**Work to be completed**. Write out again, please, the records below from the first line to the line holding "generated file header.", inclusive, and nothing else.

Stored items
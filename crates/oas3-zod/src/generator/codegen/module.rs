use crate::{
  generator::ast::{CompiledDefinition, ObjectField, ParameterGroups, RouteFragment, ValidatorExpr},
  utils::text::{indent_continuation, js_string},
};

const INDENT: &str = "  ";

/// Document metadata written into the generated file header.
#[derive(Debug, Clone, PartialEq, Eq)]
pub struct CodeMetadata {
  pub title: String,
  pub version: String,
  pub description: Option<String>,
}

/// Assembles one TypeScript module: header, zod import, every definition in
/// the order given, then the `routes` array.
pub(crate) struct ModuleEmitter<'a> {
  metadata: &'a CodeMetadata,
  source_path: &'a str,
}

impl<'a> ModuleEmitter<'a> {
  pub(crate) fn new(metadata: &'a CodeMetadata, source_path: &'a str) -> Self {
    Self { metadata, source_path }
  }

  pub(crate) fn emit(&self, definitions: &[CompiledDefinition], routes: &[RouteFragment]) -> String {
    format!("{}\n{}", self.header(), self.emit_body(definitions, routes))
  }

  /// The module without its comment header.
  pub(crate) fn emit_body(&self, definitions: &[CompiledDefinition], routes: &[RouteFragment]) -> String {
    let mut out = "import { z } from \"zod\";\n".to_string();
    for definition in definitions {
      out.push('\n');
      out.push_str(&definition_source(definition));
    }
    out.push('\n');
    out.push_str(&routes_source(routes));
    out
  }

  fn header(&self) -> String {
    let description = self
      .metadata
      .description
      .as_deref()
      .map_or_else(|| "No description provided".to_string(), |d| d.trim_end().replace('\n', "\n// "));

    format!(
      "// AUTO-GENERATED CODE - DO NOT EDIT!\n//\n// {}\n// Source: {}\n// Version: {}\n// Generated by `oas3-zod`\n//\n// {}\n",
      self.metadata.title, self.source_path, self.metadata.version, description
    )
  }
}

/// `export const X = ...;`, or a lazily evaluated binding for definitions that
/// refer back to themselves.
pub(crate) fn definition_source(definition: &CompiledDefinition) -> String {
  let compiled = &definition.compiled;
  if compiled.self_referential {
    let lazy = compiled.expr.clone().lazy();
    format!("export const {}: z.ZodType = {lazy};\n", definition.identifier)
  } else {
    format!("export const {} = {};\n", definition.identifier, compiled.expr)
  }
}

pub(crate) fn routes_source(routes: &[RouteFragment]) -> String {
  if routes.is_empty() {
    return "export const routes = [];\n".to_string();
  }

  let mut writer = SourceWriter::default();
  writer.open("export const routes = [");
  for route in routes {
    write_route(&mut writer, route);
  }
  writer.close("];");
  writer.finish()
}

fn write_route(writer: &mut SourceWriter, route: &RouteFragment) {
  writer.open("{");
  writer.line(&format!("method: {},", js_string(&route.method.as_str().to_lowercase())));
  writer.line(&format!("path: {},", js_string(&route.path)));
  writer.line(&format!("alias: {},", js_string(&route.alias)));
  if !route.tags.is_empty() {
    let tags = route.tags.iter().map(|tag| js_string(tag)).collect::<Vec<_>>();
    writer.line(&format!("tags: [{}],", tags.join(", ")));
  }
  if let Some(summary) = &route.summary {
    writer.line(&format!("summary: {},", js_string(summary)));
  }
  if let Some(description) = &route.description {
    writer.line(&format!("description: {},", js_string(description)));
  }
  if route.deprecated {
    writer.line("deprecated: true,");
  }

  if !route.parameters.is_empty() {
    write_parameters(writer, &route.parameters);
  }

  if let Some(body) = &route.body {
    writer.open("body: {");
    let content_types = body.content_types.iter().map(|ct| js_string(ct)).collect::<Vec<_>>();
    writer.line(&format!("contentTypes: [{}],", content_types.join(", ")));
    writer.line(&format!("schema: {},", body.compiled.expr));
    writer.close("},");
  }

  writer.open("responses: {");
  for response in &route.responses {
    writer.open(&format!("{}: {{", js_string(&response.status)));
    if let Some(description) = &response.description {
      writer.line(&format!("description: {},", js_string(description)));
    }
    if !response.content.is_empty() {
      writer.open("content: {");
      for (content_type, compiled) in &response.content {
        writer.line(&format!("{}: {},", js_string(content_type), compiled.expr));
      }
      writer.close("},");
    }
    writer.close("},");
  }
  writer.close("},");
  writer.close("},");
}

fn write_parameters(writer: &mut SourceWriter, parameters: &ParameterGroups) {
  writer.open("parameters: {");
  for (label, group) in [
    ("path", &parameters.path),
    ("query", &parameters.query),
    ("header", &parameters.header),
    ("cookie", &parameters.cookie),
  ] {
    if group.is_empty() {
      continue;
    }
    let fields = group
      .iter()
      .map(|parameter| ObjectField {
        key: parameter.name.clone(),
        value: parameter.compiled.expr.clone(),
      })
      .collect();
    writer.line(&format!("{label}: {},", ValidatorExpr::Object(fields)));
  }
  writer.close("},");
}

/// Line-oriented writer that keeps multi-line expressions aligned with the
/// current nesting depth.
#[derive(Debug, Default)]
struct SourceWriter {
  out: String,
  depth: usize,
}

impl SourceWriter {
  fn line(&mut self, text: &str) {
    let indent = INDENT.repeat(self.depth);
    self.out.push_str(&indent);
    self.out.push_str(&indent_continuation(text, &indent));
    self.out.push('\n');
  }

  fn open(&mut self, text: &str) {
    self.line(text);
    self.depth += 1;
  }

  fn close(&mut self, text: &str) {
    self.depth = self.depth.saturating_sub(1);
    self.line(text);
  }

  fn finish(self) -> String {
    self.out
  }
}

**Exercise output**.
filename crates/oas3-zod/src/generator/codegen/module.rs
use crate::{
  generator::ast::{CompiledDefinition, ObjectField, ParameterGroups, RouteFragment, ValidatorExpr},
  utils::text::{indent_continuation, js_string},
};

const INDENT: &str = "  ";

/// Document metadata written into the generated file header.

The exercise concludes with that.